INFORMATION SHOWN: Begin

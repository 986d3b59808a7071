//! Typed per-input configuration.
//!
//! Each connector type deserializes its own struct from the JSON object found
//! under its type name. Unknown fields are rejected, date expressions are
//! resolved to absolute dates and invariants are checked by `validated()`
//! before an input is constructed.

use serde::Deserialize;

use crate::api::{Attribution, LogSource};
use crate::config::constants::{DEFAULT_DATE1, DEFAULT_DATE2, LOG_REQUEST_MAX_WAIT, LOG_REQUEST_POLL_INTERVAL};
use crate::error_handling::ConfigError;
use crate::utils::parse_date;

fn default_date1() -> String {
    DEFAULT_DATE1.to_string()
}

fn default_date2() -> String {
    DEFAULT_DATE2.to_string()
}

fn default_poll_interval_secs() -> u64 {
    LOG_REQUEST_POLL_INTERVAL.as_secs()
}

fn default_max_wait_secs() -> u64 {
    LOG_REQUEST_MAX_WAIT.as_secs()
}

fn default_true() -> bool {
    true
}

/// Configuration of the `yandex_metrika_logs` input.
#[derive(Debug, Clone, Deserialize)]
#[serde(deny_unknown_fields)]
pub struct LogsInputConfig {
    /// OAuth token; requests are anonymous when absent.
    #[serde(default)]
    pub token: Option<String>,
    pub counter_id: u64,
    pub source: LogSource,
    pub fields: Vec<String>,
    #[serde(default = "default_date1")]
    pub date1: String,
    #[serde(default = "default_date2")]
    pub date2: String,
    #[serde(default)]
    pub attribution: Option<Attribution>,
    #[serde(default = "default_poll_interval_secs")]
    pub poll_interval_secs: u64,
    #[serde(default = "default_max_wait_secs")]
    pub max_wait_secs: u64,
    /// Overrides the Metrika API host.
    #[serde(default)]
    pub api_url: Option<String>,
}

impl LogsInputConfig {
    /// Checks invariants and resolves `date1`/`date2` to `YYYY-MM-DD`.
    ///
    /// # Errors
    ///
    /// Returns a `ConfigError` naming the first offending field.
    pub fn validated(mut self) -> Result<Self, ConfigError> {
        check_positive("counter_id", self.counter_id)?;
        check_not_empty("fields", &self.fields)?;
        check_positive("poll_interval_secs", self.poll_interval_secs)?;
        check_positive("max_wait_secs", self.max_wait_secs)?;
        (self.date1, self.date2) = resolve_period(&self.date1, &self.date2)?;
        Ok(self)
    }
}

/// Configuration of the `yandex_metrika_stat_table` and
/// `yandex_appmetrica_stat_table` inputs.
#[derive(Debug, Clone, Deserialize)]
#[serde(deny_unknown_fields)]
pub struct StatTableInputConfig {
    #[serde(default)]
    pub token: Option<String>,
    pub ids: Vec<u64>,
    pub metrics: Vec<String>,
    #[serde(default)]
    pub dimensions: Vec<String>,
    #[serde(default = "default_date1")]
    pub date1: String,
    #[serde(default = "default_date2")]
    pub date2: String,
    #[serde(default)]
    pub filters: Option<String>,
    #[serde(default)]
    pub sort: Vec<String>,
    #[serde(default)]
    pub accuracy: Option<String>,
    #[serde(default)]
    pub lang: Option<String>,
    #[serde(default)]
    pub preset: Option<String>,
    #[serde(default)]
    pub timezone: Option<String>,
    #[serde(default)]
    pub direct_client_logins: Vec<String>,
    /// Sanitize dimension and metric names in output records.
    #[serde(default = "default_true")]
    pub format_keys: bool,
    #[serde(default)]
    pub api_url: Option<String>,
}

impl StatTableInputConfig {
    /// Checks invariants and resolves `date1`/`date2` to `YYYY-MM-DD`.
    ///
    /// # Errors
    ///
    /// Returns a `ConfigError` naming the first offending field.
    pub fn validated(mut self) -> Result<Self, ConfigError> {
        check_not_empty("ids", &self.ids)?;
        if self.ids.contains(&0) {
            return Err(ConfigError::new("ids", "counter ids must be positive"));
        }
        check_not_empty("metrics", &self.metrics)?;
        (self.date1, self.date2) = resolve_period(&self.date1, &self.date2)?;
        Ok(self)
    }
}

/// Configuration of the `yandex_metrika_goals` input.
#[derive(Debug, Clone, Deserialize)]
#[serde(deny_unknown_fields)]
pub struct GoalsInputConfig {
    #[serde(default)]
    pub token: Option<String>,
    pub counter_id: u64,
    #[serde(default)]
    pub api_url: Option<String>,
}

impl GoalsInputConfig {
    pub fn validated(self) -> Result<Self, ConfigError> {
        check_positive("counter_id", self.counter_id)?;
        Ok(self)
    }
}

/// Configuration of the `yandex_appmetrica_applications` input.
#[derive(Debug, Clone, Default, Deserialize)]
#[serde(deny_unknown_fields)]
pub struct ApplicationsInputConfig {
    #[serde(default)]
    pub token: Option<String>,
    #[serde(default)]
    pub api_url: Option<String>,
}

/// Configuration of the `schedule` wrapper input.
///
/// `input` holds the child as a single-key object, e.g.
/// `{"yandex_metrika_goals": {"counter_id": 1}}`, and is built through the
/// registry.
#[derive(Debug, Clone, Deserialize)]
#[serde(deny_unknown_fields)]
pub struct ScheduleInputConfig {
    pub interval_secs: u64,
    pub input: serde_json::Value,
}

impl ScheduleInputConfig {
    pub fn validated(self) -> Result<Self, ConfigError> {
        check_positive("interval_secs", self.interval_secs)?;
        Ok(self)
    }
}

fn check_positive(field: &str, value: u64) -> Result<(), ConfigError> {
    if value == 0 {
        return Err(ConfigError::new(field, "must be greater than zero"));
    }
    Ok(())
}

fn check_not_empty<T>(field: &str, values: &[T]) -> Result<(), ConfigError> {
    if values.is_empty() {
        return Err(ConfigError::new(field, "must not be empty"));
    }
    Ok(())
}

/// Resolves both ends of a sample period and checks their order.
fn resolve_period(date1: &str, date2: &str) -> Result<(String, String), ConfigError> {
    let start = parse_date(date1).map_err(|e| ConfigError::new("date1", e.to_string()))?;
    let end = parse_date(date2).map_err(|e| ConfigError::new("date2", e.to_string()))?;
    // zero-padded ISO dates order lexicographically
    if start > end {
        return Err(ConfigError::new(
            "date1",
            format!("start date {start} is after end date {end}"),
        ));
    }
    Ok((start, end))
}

INFORMATION SHOWN: End

**PROBLEM:**
Produce an exact copy of all the records.

**RESULT:**
repository 986d3b59808a7071
//! Typed per-input configuration.
//!
//! Each connector type deserializes its own struct from the JSON object found
//! under its type name. Unknown fields are rejected, date expressions are
//! resolved to absolute dates and invariants are checked by `validated()`
//! before an input is constructed.

use serde::Deserialize;

use crate::api::{Attribution, LogSource};
use crate::config::constants::{DEFAULT_DATE1, DEFAULT_DATE2, LOG_REQUEST_MAX_WAIT, LOG_REQUEST_POLL_INTERVAL};
use crate::error_handling::ConfigError;
use crate::utils::parse_date;

fn default_date1() -> String {
    DEFAULT_DATE1.to_string()
}

fn default_date2() -> String {
    DEFAULT_DATE2.to_string()
}

fn default_poll_interval_secs() -> u64 {
    LOG_REQUEST_POLL_INTERVAL.as_secs()
}

fn default_max_wait_secs() -> u64 {
    LOG_REQUEST_MAX_WAIT.as_secs()
}

fn default_true() -> bool {
    true
}

/// Configuration of the `yandex_metrika_logs` input.
#[derive(Debug, Clone, Deserialize)]
#[serde(deny_unknown_fields)]
pub struct LogsInputConfig {
    /// OAuth token; requests are anonymous when absent.
    #[serde(default)]
    pub token: Option<String>,
    pub counter_id: u64,
    pub source: LogSource,
    pub fields: Vec<String>,
    #[serde(default = "default_date1")]
    pub date1: String,
    #[serde(default = "default_date2")]
    pub date2: String,
    #[serde(default)]
    pub attribution: Option<Attribution>,
    #[serde(default = "default_poll_interval_secs")]
    pub poll_interval_secs: u64,
    #[serde(default = "default_max_wait_secs")]
    pub max_wait_secs: u64,
    /// Overrides the Metrika API host.
    #[serde(default)]
    pub api_url: Option<String>,
}

impl LogsInputConfig {
    /// Checks invariants and resolves `date1`/`date2` to `YYYY-MM-DD`.
    ///
    /// # Errors
    ///
    /// Returns a `ConfigError` naming the first offending field.
    pub fn validated(mut self) -> Result<Self, ConfigError> {
        check_positive("counter_id", self.counter_id)?;
        check_not_empty("fields", &self.fields)?;
        check_positive("poll_interval_secs", self.poll_interval_secs)?;
        check_positive("max_wait_secs", self.max_wait_secs)?;
        (self.date1, self.date2) = resolve_period(&self.date1, &self.date2)?;
        Ok(self)
    }
}

/// Configuration of the `yandex_metrika_stat_table` and
/// `yandex_appmetrica_stat_table` inputs.
#[derive(Debug, Clone, Deserialize)]
#[serde(deny_unknown_fields)]
pub struct StatTableInputConfig {
    #[serde(default)]
    pub token: Option<String>,
    pub ids: Vec<u64>,
    pub metrics: Vec<String>,
    #[serde(default)]
    pub dimensions: Vec<String>,
    #[serde(default = "default_date1")]
    pub date1: String,
    #[serde(default = "default_date2")]
    pub date2: String,
    #[serde(default)]
    pub filters: Option<String>,
    #[serde(default)]
    pub sort: Vec<String>,
    #[serde(default)]
    pub accuracy: Option<String>,
    #[serde(default)]
    pub lang: Option<String>,
    #[serde(default)]
    pub preset: Option<String>,
    #[serde(default)]
    pub timezone: Option<String>,
    #[serde(default)]
    pub direct_client_logins: Vec<String>,
    /// Sanitize dimension and metric names in output records.
    #[serde(default = "default_true")]
    pub format_keys: bool,
    #[serde(default)]
    pub api_url: Option<String>,
}

impl StatTableInputConfig {
    /// Checks invariants and resolves `date1`/`date2` to `YYYY-MM-DD`.
    ///
    /// # Errors
    ///
    /// Returns a `ConfigError` naming the first offending field.
    pub fn validated(mut self) -> Result<Self, ConfigError> {
        check_not_empty("ids", &self.ids)?;
        if self.ids.contains(&0) {
            return Err(ConfigError::new("ids", "counter ids must be positive"));
        }
        check_not_empty("metrics", &self.metrics)?;
        (self.date1, self.date2) = resolve_period(&self.date1, &self.date2)?;
        Ok(self)
    }
}

/// Configuration of the `yandex_metrika_goals` input.
#[derive(Debug, Clone, Deserialize)]
#[serde(deny_unknown_fields)]
pub struct GoalsInputConfig {
    #[serde(default)]
    pub token: Option<String>,
    pub counter_id: u64,
    #[serde(default)]
    pub api_url: Option<String>,
}

impl GoalsInputConfig {
    pub fn validated(self) -> Result<Self, ConfigError> {
        check_positive("counter_id", self.counter_id)?;
        Ok(self)
    }
}

/// Configuration of the `yandex_appmetrica_applications` input.
#[derive(Debug, Clone, Default, Deserialize)]
#[serde(deny_unknown_fields)]
pub struct ApplicationsInputConfig {
    #[serde(default)]
    pub token: Option<String>,
    #[serde(default)]
    pub api_url: Option<String>,
}

/// Configuration of the `schedule` wrapper input.
///
/// `input` holds the child as a single-key object, e.g.
/// `{"yandex_metrika_goals": {"counter_id": 1}}`, and is built through the
/// registry.
#[derive(Debug, Clone, Deserialize)]
#[serde(deny_unknown_fields)]
pub struct ScheduleInputConfig {
    pub interval_secs: u64,
    pub input: serde_json::Value,
}

impl ScheduleInputConfig {
    pub fn validated(self) -> Result<Self, ConfigError> {
        check_positive("interval_secs", self.interval_secs)?;
        Ok(self)
    }
}

fn check_positive(field: &str, value: u64) -> Result<(), ConfigError> {
    if value == 0 {
        return Err(ConfigError::new(field, "must be greater than zero"));
    }
    Ok(())
}

fn check_not_empty<T>(field: &str, values: &[T]) -> Result<(), ConfigError> {
    if values.is_empty() {
        return Err(ConfigError::new(field, "must not be empty"));
    }
    Ok(())
}

/// Resolves both ends of a sample period and checks their order.
fn resolve_period(date1: &str, date2: &str) -> Result<(String, String), ConfigError> {
    let start = parse_date(date1).map_err(|e| ConfigError::new("date1", e.to_string()))?;
    let end = parse_date(date2).map_err(|e| ConfigError::new("date2", e.to_string()))?;
    // zero-padded ISO dates order lexicographically
    if start > end {
        return Err(ConfigError::new(
            "date1",
            format!("start date {start} is after end date {end}"),
        ));
    }
    Ok((start, end))
}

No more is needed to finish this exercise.